ASSIGNMENT → Your answer must be every line of the data below that holds the string "VoteRequest", copied exactly.

Dataset entries:
--

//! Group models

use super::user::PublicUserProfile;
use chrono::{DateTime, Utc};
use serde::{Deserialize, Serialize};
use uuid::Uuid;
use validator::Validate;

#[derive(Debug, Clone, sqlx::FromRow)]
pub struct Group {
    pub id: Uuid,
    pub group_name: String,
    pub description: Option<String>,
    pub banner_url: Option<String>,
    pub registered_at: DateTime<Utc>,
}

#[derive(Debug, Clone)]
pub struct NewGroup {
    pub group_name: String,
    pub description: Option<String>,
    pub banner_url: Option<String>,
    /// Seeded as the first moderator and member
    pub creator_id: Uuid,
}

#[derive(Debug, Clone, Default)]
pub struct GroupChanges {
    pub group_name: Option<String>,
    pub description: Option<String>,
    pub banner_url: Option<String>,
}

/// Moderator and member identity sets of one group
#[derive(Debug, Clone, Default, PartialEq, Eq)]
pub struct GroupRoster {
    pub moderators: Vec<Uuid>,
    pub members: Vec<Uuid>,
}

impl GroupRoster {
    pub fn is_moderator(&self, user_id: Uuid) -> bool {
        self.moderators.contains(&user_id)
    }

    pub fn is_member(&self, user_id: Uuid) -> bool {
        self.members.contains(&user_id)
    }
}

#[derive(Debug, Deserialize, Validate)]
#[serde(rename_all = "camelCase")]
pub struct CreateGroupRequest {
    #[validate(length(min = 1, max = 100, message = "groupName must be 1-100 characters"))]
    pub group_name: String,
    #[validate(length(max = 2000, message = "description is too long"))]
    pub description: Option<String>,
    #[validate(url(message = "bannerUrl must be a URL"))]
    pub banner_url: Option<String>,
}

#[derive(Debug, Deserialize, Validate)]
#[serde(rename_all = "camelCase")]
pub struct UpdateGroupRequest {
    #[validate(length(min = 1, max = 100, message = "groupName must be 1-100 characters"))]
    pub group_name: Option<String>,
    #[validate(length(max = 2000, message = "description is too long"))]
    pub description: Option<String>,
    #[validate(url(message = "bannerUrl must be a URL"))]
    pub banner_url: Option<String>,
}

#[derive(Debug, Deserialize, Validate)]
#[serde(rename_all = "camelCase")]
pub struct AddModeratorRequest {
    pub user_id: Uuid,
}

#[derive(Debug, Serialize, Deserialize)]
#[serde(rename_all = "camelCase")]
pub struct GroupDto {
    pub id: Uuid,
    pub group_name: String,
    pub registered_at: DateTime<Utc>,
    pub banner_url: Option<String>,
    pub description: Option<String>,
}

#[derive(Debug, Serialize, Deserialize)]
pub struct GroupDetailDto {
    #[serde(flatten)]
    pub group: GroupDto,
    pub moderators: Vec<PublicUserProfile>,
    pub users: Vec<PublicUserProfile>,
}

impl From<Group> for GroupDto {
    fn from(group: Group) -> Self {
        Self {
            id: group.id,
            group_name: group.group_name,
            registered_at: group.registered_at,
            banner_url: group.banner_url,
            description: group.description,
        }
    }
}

--

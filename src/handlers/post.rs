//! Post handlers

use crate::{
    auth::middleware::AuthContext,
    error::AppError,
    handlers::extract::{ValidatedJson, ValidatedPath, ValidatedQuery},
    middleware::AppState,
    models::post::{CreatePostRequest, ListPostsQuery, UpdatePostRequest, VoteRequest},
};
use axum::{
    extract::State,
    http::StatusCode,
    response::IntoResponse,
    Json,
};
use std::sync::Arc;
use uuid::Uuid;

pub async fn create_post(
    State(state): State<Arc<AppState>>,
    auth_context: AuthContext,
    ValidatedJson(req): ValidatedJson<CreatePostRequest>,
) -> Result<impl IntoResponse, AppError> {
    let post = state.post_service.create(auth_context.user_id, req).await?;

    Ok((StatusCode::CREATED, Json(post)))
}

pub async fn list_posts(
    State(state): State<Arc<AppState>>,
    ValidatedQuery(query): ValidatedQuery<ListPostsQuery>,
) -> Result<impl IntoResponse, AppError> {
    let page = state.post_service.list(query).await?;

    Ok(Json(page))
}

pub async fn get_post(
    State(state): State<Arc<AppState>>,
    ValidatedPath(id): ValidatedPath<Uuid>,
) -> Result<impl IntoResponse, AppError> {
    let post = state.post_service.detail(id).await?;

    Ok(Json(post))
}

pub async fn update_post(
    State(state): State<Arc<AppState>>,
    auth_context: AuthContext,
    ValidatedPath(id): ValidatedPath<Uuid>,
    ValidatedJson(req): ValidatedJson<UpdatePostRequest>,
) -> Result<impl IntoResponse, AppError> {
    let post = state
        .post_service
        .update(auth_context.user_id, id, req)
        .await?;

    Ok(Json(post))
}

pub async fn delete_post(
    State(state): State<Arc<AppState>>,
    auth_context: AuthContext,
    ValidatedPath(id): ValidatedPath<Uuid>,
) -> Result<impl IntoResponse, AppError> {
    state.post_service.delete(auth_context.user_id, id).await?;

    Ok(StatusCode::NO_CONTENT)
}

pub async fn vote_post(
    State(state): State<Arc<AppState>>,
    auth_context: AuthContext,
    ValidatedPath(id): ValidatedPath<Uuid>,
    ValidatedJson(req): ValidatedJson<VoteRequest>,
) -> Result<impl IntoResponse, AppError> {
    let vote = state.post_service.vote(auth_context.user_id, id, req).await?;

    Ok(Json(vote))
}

--

ANSWER TO THE EXERCISE →
    models::post::{CreatePostRequest, ListPostsQuery, UpdatePostRequest, VoteRequest},
    ValidatedJson(req): ValidatedJson<VoteRequest>,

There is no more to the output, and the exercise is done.